### [Records shown]
::::::

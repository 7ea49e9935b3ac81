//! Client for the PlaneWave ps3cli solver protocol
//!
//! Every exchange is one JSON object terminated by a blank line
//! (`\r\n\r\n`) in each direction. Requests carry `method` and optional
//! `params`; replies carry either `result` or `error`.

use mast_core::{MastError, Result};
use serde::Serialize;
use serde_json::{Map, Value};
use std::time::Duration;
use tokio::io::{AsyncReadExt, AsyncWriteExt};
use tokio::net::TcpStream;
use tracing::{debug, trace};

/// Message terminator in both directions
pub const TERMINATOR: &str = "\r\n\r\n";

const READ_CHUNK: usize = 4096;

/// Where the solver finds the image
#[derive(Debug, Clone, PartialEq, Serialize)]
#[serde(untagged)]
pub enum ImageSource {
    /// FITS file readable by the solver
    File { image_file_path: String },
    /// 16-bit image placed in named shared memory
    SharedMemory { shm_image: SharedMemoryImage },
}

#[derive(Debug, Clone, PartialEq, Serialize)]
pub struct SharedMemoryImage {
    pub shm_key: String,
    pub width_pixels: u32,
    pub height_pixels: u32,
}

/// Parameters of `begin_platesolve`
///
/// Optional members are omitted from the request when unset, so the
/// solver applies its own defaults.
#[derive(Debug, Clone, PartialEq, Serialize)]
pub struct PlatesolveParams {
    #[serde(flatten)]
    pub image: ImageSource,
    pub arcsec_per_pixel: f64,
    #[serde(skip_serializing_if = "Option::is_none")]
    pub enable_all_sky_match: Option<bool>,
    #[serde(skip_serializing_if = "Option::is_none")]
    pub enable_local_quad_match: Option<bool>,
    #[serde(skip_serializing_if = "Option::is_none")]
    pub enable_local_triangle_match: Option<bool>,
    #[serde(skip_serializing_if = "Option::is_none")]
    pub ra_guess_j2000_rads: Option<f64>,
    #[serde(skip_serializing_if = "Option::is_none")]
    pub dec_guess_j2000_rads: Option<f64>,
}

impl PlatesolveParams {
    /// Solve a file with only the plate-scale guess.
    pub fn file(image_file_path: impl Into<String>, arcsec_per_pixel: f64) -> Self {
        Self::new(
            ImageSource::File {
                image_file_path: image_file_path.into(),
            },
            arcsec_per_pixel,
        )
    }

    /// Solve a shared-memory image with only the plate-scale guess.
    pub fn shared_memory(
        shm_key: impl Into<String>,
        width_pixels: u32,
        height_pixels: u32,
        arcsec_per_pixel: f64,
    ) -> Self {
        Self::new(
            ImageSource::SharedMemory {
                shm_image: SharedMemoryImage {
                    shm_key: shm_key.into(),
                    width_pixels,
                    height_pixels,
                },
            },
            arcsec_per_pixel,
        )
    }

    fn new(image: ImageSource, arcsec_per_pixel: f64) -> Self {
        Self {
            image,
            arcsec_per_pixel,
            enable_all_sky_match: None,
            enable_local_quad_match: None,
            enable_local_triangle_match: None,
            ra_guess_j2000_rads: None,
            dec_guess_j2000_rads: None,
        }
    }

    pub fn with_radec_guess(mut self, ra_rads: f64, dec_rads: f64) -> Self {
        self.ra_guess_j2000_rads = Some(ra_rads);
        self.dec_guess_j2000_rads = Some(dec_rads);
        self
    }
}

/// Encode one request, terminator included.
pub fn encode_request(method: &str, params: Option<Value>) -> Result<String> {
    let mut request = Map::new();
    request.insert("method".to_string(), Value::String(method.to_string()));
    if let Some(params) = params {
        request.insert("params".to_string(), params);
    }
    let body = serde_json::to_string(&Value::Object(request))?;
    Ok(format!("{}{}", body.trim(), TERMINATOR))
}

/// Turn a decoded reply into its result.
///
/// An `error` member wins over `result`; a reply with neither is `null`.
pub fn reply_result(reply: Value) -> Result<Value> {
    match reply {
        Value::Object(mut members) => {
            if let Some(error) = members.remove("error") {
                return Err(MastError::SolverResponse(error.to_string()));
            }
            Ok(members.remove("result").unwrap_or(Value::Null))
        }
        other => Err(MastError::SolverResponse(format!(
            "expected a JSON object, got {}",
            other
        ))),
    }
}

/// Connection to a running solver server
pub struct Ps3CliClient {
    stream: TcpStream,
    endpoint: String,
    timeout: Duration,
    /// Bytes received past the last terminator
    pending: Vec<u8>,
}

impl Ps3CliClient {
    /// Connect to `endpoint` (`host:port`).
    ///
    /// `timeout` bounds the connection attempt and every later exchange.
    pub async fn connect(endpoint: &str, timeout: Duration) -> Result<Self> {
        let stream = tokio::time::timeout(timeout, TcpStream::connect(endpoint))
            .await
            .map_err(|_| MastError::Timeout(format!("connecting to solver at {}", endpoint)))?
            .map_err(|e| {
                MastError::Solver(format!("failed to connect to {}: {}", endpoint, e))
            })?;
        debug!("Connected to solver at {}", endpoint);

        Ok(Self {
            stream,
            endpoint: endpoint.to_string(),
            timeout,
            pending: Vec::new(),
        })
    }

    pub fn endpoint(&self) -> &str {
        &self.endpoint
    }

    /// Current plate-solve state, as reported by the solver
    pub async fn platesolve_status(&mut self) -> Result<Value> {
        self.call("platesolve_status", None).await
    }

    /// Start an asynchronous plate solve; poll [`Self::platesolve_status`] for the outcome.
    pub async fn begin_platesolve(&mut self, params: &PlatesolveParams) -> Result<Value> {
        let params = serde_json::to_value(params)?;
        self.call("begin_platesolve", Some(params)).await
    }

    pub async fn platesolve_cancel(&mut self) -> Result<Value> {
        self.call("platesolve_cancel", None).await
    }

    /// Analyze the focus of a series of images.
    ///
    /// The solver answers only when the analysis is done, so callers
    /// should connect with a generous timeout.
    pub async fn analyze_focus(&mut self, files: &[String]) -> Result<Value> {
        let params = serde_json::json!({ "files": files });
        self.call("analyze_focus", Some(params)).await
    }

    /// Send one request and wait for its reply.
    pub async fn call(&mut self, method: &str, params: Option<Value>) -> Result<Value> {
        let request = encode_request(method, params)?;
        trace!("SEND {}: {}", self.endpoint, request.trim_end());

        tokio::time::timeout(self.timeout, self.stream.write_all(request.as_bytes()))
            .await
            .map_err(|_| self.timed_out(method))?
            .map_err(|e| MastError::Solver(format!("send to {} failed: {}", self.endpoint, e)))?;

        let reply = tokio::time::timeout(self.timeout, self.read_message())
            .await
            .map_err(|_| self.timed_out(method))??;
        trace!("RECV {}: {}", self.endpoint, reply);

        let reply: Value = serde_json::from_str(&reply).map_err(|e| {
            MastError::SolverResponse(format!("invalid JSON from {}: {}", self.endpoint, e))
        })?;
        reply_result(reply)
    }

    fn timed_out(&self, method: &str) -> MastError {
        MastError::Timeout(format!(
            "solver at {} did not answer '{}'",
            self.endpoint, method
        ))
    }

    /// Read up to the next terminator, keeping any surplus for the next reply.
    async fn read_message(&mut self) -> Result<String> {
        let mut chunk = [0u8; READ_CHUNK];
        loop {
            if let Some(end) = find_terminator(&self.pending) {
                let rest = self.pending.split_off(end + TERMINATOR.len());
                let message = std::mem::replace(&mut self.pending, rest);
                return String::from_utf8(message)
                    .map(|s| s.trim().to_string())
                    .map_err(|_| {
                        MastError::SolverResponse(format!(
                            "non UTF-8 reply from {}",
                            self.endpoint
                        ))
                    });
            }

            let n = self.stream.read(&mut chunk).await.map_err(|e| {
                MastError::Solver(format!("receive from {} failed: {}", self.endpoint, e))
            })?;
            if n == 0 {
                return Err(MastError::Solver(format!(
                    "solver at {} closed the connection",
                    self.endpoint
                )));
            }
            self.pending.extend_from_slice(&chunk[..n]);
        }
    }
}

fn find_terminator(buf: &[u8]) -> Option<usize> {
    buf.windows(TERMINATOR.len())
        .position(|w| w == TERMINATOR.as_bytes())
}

::::::

### [Task requirements]
Your answer is only the number of lines in the listing above that include the string "SolverResponse".

### [Task response]
4